Senin, 04 November 2013

NAMA: MUHAMMAD HUSIN
NIM: 201110080311058


ANALISIS PERBANDINGAN FEMENISME GENDER DALAM NOVEL BUMI MANUSIA KARYA PRAMOEDYA ANANTA TOER DENGAN BUMI MANUSIA KARYA AHMAD TOHARI
  1. Pendahuluan
Karya sastra diciptakan pengarangnya untuk menyampaikan sesuatu kepada penikmat karyanya. Sesuatu yang ingin disampaikan pengarang adalah perasaan yang dirasakan saat bersentuhan dengan kehidupan sekitarnya. Oleh sebab itu karya sastra tidak akan pernah lepas dari kehidupan masyrakat.
Novel adalah pengungkapan suatu konsentrasi kehidupan pada suatu saat yang tegang, dan pemusatan pikiran yang tegas. Dalam hal ini, novel merupakan suatu wadah dalam menyampaikan ide sesuai dengan apa yang dipikirkan atau dirasakan sastrawan. Sastrawan yang profesional akan berusaha memahami kehidupan dan menghasilkan karya sastra yang benar-benar bermanfaat dan terdapat pesan bagi pembacanya. Novel juga memiliki struktur yang mendukungnya seperti penokohan, alur, latar, tema dan amanat.

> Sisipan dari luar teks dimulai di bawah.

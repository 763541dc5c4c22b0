//! Row mapping traits and utilities

use crate::error::{DbError, DbResult};
use tokio_postgres::Row;

/// Trait for converting a database row into a Rust struct.
///
/// # Example
///
/// ```ignore
/// use jobly_db::{FromRow, RowExt};
///
/// struct Company {
///     handle: String,
///     name: String,
/// }
///
/// impl FromRow for Company {
///     fn from_row(row: &Row) -> DbResult<Self> {
///         Ok(Self {
///             handle: row.try_get_column("handle")?,
///             name: row.try_get_column("name")?,
///         })
///     }
/// }
/// ```
pub trait FromRow: Sized {
    /// Convert a database row into Self
    fn from_row(row: &Row) -> DbResult<Self>;
}

/// Extension trait for Row to provide typed access
pub trait RowExt {
    /// Try to get a column value, returning DbError::Decode on failure
    fn try_get_column<T>(&self, column: &str) -> DbResult<T>
    where
        T: for<'a> tokio_postgres::types::FromSql<'a>;
}

impl RowExt for Row {
    fn try_get_column<T>(&self, column: &str) -> DbResult<T>
    where
        T: for<'a> tokio_postgres::types::FromSql<'a>,
    {
        self.try_get(column)
            .map_err(|e| DbError::decode(column, e.to_string()))
    }
}

/// Map every row with [`FromRow`], stopping at the first decode failure.
pub fn map_rows<T: FromRow>(rows: &[Row]) -> DbResult<Vec<T>> {
    rows.iter().map(T::from_row).collect()
}
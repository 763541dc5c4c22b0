//! Bearer-token authentication.
//!
//! Tokens are HS256 JWTs carrying `{ "username": ..., "isAdmin": ... }`.
//! They carry no expiry; `iat` is set when issued but not checked.

use crate::app::AppState;
use crate::error::ApiError;
use axum::extract::FromRequestParts;
use axum::http::HeaderMap;
use axum::http::request::Parts;
use jsonwebtoken::errors::ErrorKind;
use jsonwebtoken::{Algorithm, DecodingKey, EncodingKey, Header, Validation, decode, encode};
use serde::{Deserialize, Serialize};
use std::sync::Arc;
use std::time::{SystemTime, UNIX_EPOCH};

#[derive(Debug, Clone, PartialEq, Eq, Serialize, Deserialize)]
pub struct Claims {
    pub username: String,
    #[serde(rename = "isAdmin", default)]
    pub is_admin: bool,
    #[serde(default, skip_serializing_if = "Option::is_none")]
    pub iat: Option<u64>,
}

/// Sign a token for `username`.
pub fn create_token(username: &str, is_admin: bool, secret: &str) -> Result<String, ApiError> {
    let iat = SystemTime::now()
        .duration_since(UNIX_EPOCH)
        .map(|d| d.as_secs())
        .ok();
    let claims = Claims {
        username: username.to_string(),
        is_admin,
        iat,
    };
    encode(
        &Header::new(Algorithm::HS256),
        &claims,
        &EncodingKey::from_secret(secret.as_bytes()),
    )
    .map_err(|e| ApiError::Internal(format!("failed to sign token: {e}")))
}

/// Verify the signature of `token` and return its claims.
pub fn verify_token(token: &str, secret: &str) -> Result<Claims, ApiError> {
    let mut validation = Validation::new(Algorithm::HS256);
    validation.validate_exp = false;
    validation.required_spec_claims.clear();

    decode::<Claims>(
        token,
        &DecodingKey::from_secret(secret.as_bytes()),
        &validation,
    )
    .map(|data| data.claims)
    .map_err(|e| {
        let reason = match e.kind() {
            ErrorKind::InvalidSignature => "invalid signature",
            ErrorKind::InvalidAlgorithm => "unexpected algorithm",
            ErrorKind::InvalidToken | ErrorKind::Base64(_) | ErrorKind::Json(_) => {
                "malformed token"
            }
            _ => "token rejected",
        };
        tracing::warn!(reason, "rejected bearer token");
        ApiError::Unauthorized
    })
}

fn extract_bearer(headers: &HeaderMap) -> Option<&str> {
    headers
        .get("authorization")
        .and_then(|v| v.to_str().ok())
        .and_then(|v| v.strip_prefix("Bearer "))
        .map(str::trim)
}

/// Extractor that admits only requests with a valid admin token.
#[derive(Debug, Clone)]
pub struct AdminUser(pub Claims);

impl FromRequestParts<Arc<AppState>> for AdminUser {
    type Rejection = ApiError;

    async fn from_request_parts(
        parts: &mut Parts,
        state: &Arc<AppState>,
    ) -> Result<Self, Self::Rejection> {
        let token = extract_bearer(&parts.headers).ok_or(ApiError::Unauthorized)?;
        let claims = verify_token(token, &state.config.auth.secret_key)?;
        if !claims.is_admin {
            tracing::warn!(username = %claims.username, "non-admin attempted a write");
            return Err(ApiError::Unauthorized);
        }
        Ok(AdminUser(claims))
    }
}
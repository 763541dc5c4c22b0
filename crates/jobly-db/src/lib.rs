//! # jobly-db
//!
//! PostgreSQL data access for the Jobly jobs service.
//!
//! - **Partial updates**: [`update::sql_for_partial_update`] turns a sparse,
//!   ordered field map into a parameterized `SET` list plus bind values
//! - **Filtered lists**: [`JobFilter`] builds its predicate incrementally with
//!   [`WhereBuilder`], numbering placeholders in declaration order
//! - **Record access**: [`Job`] issues one statement per operation through
//!   [`GenericClient`] and reports missing rows as [`DbError::NotFound`]
//!
//! ```ignore
//! use jobly_db::{Job, JobFilter, JobPatch};
//!
//! let pool = jobly_db::create_pool("postgres://localhost/jobly")?;
//! let client = pool.get().await?;
//!
//! let jobs = Job::find_all(&client, &JobFilter {
//!     min_salary: Some(100_000),
//!     has_equity: Some(true),
//!     ..Default::default()
//! }).await?;
//!
//! let patch = JobPatch { title: Some("Staff Engineer".into()), ..Default::default() };
//! let job = Job::update(&client, jobs[0].id, &patch).await?;
//! ```

pub mod client;
pub mod error;
pub mod filter;
pub mod job;
pub mod monitor;
pub mod row;
pub mod update;

pub use client::GenericClient;
pub use error::{DbError, DbResult};
pub use filter::WhereBuilder;
pub use job::{JOBS, Job, JobFilter, JobPatch, NewJob, TableDef};
pub use monitor::TracedClient;
pub use row::{FromRow, RowExt};
pub use update::{ColumnMap, FieldMap, UpdateClause, sql_for_partial_update};

// Re-exported so callers can name bind and decimal types without extra deps.
pub use rust_decimal::Decimal;
pub use tokio_postgres;

#[cfg(feature = "pool")]
pub mod pool;

#[cfg(feature = "pool")]
pub use pool::{create_pool, create_pool_with_config};

#[cfg(feature = "pool")]
pub use deadpool_postgres::{Client as PoolClient, Pool};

Struktur tersebut memberikan kesan hidup pada novel.
Gerakan feminis merupakan perjuangan dalam rangka mentransformasikan sistem dan struktur yang tidak adil, menuju ke sistem yang adil bagi perempuan maupun laki-laki. Feminisme merupakan kegiatan terorganisasi yang memperjuangkan hak-hak dan kepentingan perempuan. Jika perempuan sederajat dengan laki-laki, berarti mereka mempunyai hak untuk menentukan dirinya sendiri sebagaimana yang dimiliki oleh kaum laki-laki.

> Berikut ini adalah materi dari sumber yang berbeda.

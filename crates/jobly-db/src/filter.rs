//! Incremental WHERE clause builder used by list queries.

use std::fmt;
use tokio_postgres::types::ToSql;

/// Accumulates AND-ed predicates and their bind values.
///
/// Placeholders are numbered `$1, $2, ...` in the order bound conditions are
/// added; [`WhereBuilder::and_raw`] conditions take no placeholder.
#[derive(Default)]
pub struct WhereBuilder {
    conditions: Vec<String>,
    params: Vec<Box<dyn ToSql + Sync + Send>>,
}

impl WhereBuilder {
    pub fn new() -> Self {
        Self::default()
    }

    pub fn is_empty(&self) -> bool {
        self.conditions.is_empty()
    }

    /// Number of bound values, which is also the highest placeholder used.
    pub fn param_count(&self) -> usize {
        self.params.len()
    }

    /// The predicate text, without the `WHERE` keyword.
    pub fn build_clause(&self) -> String {
        self.conditions.join(" AND ")
    }

    /// Bind values aligned with the placeholders in [`build_clause`](Self::build_clause).
    pub fn params_ref(&self) -> Vec<&(dyn ToSql + Sync)> {
        self.params
            .iter()
            .map(|v| &**v as &(dyn ToSql + Sync))
            .collect()
    }

    fn push_bound<T>(&mut self, col: &str, op: &str, value: T) -> &mut Self
    where
        T: ToSql + Sync + Send + 'static,
    {
        self.params.push(Box::new(value));
        self.conditions.push(format!("{col} {op} ${}", self.params.len()));
        self
    }

    /// `col ILIKE '%needle%'`, binding the wrapped needle.
    pub fn and_ilike(&mut self, col: &str, needle: &str) -> &mut Self {
        self.push_bound(col, "ILIKE", format!("%{needle}%"))
    }

    /// `col >= value`.
    pub fn and_gte<T>(&mut self, col: &str, value: T) -> &mut Self
    where
        T: ToSql + Sync + Send + 'static,
    {
        self.push_bound(col, ">=", value)
    }

    /// A literal predicate. Only pass static SQL.
    pub fn and_raw(&mut self, sql: &str) -> &mut Self {
        self.conditions.push(sql.to_string());
        self
    }
}

impl fmt::Debug for WhereBuilder {
    fn fmt(&self, f: &mut fmt::Formatter<'_>) -> fmt::Result {
        f.debug_struct("WhereBuilder")
            .field("clause", &self.build_clause())
            .field("params", &self.params)
            .finish()
    }
}
use crate::app::AppState;
use crate::error::ApiError;
use axum::Json;
use axum::extract::State;
use jobly_db::GenericClient;
use serde::Serialize;
use std::sync::Arc;

#[derive(Serialize)]
pub struct HealthResponse {
    pub status: &'static str,
    pub version: &'static str,
}

/// GET /health: 200 when the database answers `SELECT 1`, 503 otherwise.
pub async fn health_handler(
    State(state): State<Arc<AppState>>,
) -> Result<Json<HealthResponse>, ApiError> {
    let client = state.db().await?;
    client
        .query_one_tagged("health", "SELECT 1", &[])
        .await
        .map_err(|e| ApiError::Unavailable(e.to_string()))?;

    Ok(Json(HealthResponse {
        status: "ok",
        version: env!("CARGO_PKG_VERSION"),
    }))
}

Novel Bumi Manusia, lebih cenderung memakai feminisme sosialis dibandingkan dengan Novel Orang-orang Proyek. Feminisme sosialis berjuang untuk menghapus sistem kepemilikan. Lembaga perkawinan yang melegalisir kepemilikan pria atas harta dan pemilikan suami atas istri dihapuskan. Feminisme sosialis menggunakan analisis kelas dan gender untuk memahami gender untuk memahami perempuan. Ketidakadilan gender termanifestasikan dalam berbagai bentuk ketidakadilan yang terjadi diberbagai tingkatan masyarakat.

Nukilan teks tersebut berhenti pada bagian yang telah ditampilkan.